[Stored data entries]
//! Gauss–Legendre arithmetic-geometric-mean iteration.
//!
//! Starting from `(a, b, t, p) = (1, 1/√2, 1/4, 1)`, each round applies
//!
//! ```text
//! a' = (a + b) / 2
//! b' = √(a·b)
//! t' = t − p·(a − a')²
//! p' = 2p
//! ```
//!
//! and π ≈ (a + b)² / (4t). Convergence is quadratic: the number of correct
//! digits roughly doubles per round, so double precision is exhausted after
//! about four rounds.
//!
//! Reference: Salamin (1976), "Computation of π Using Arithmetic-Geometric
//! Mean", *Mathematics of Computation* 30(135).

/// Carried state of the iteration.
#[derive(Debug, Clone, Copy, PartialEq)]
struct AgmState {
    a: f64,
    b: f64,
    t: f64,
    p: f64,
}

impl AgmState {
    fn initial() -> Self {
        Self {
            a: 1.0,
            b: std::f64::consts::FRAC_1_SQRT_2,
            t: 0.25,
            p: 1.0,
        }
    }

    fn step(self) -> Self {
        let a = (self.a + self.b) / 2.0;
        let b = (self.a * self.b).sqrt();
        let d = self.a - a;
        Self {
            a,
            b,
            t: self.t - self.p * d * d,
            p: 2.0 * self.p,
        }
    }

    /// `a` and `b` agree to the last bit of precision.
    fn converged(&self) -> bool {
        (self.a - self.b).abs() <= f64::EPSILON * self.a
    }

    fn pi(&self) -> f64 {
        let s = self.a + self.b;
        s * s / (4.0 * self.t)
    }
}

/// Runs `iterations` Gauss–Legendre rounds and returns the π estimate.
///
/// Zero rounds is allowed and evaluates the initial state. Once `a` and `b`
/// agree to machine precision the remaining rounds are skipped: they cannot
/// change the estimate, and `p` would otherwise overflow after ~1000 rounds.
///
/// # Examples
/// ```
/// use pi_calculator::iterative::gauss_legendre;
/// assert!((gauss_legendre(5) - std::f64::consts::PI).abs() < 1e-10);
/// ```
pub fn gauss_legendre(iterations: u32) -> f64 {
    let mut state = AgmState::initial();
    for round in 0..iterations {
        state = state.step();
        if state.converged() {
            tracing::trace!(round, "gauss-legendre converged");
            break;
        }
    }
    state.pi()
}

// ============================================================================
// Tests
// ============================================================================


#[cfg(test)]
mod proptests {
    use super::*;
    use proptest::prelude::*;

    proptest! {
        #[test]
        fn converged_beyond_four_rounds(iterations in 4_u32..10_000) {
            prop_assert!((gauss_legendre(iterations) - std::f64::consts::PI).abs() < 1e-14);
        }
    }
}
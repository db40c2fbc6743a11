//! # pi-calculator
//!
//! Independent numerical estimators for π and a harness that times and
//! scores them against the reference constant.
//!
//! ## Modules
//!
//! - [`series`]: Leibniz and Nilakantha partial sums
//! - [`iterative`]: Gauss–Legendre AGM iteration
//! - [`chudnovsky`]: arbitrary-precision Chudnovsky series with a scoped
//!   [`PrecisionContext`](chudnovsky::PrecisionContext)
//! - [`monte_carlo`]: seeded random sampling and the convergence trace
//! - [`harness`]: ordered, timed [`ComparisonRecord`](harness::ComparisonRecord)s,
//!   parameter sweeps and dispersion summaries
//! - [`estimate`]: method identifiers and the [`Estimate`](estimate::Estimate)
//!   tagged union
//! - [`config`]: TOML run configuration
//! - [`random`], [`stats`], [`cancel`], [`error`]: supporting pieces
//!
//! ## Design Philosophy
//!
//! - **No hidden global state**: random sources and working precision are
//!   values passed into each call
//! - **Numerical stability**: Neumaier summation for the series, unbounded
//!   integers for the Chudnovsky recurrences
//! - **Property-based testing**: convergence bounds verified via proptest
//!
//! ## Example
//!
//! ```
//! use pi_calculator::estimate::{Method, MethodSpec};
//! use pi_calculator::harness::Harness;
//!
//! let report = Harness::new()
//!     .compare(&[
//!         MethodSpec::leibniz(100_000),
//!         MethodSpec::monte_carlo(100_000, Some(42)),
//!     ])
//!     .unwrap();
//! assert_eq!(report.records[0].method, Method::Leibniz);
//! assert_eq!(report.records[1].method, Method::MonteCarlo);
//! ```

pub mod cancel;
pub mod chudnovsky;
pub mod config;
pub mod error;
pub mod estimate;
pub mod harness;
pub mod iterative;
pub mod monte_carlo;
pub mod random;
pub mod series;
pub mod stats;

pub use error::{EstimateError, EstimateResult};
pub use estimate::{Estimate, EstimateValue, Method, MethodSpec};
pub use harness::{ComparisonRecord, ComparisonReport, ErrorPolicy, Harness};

...

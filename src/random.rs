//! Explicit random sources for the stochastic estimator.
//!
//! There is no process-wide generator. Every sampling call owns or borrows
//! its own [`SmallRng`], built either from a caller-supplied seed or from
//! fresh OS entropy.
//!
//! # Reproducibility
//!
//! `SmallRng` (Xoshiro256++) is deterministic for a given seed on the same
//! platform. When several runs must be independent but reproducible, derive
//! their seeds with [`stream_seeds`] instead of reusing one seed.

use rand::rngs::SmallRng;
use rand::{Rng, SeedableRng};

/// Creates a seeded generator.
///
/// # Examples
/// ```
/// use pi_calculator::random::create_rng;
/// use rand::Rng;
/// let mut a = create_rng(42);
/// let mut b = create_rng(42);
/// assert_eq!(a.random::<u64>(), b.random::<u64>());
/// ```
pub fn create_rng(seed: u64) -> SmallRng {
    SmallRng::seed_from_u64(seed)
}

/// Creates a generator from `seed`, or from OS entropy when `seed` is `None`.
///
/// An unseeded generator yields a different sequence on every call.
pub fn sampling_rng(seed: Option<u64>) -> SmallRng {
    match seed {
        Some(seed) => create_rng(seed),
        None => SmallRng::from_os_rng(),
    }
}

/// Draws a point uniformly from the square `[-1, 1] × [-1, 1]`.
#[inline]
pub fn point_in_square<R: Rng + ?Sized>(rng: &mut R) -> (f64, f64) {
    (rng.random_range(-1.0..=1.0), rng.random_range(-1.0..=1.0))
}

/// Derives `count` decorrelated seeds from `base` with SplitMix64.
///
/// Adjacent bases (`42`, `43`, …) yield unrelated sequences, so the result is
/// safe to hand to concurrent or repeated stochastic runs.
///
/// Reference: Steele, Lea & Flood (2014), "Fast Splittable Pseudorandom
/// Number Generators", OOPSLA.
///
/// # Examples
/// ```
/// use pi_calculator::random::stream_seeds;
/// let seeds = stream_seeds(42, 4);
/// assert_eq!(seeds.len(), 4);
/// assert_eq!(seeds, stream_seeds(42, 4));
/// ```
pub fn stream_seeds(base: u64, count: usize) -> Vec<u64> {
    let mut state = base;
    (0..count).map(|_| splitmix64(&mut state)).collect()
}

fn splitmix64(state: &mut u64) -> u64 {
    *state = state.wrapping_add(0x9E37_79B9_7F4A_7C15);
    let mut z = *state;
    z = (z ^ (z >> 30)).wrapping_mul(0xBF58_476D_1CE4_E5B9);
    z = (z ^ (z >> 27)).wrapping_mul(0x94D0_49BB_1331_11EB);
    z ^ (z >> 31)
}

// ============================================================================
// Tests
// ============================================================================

> **TASK OBJECTIVE**
Whenever the word "records" shows up in a line of the entries above, copy that line.

> **PROBLEM SOLUTION**
//! assert_eq!(report.records[0].method, Method::Leibniz);
//! assert_eq!(report.records[1].method, Method::MonteCarlo);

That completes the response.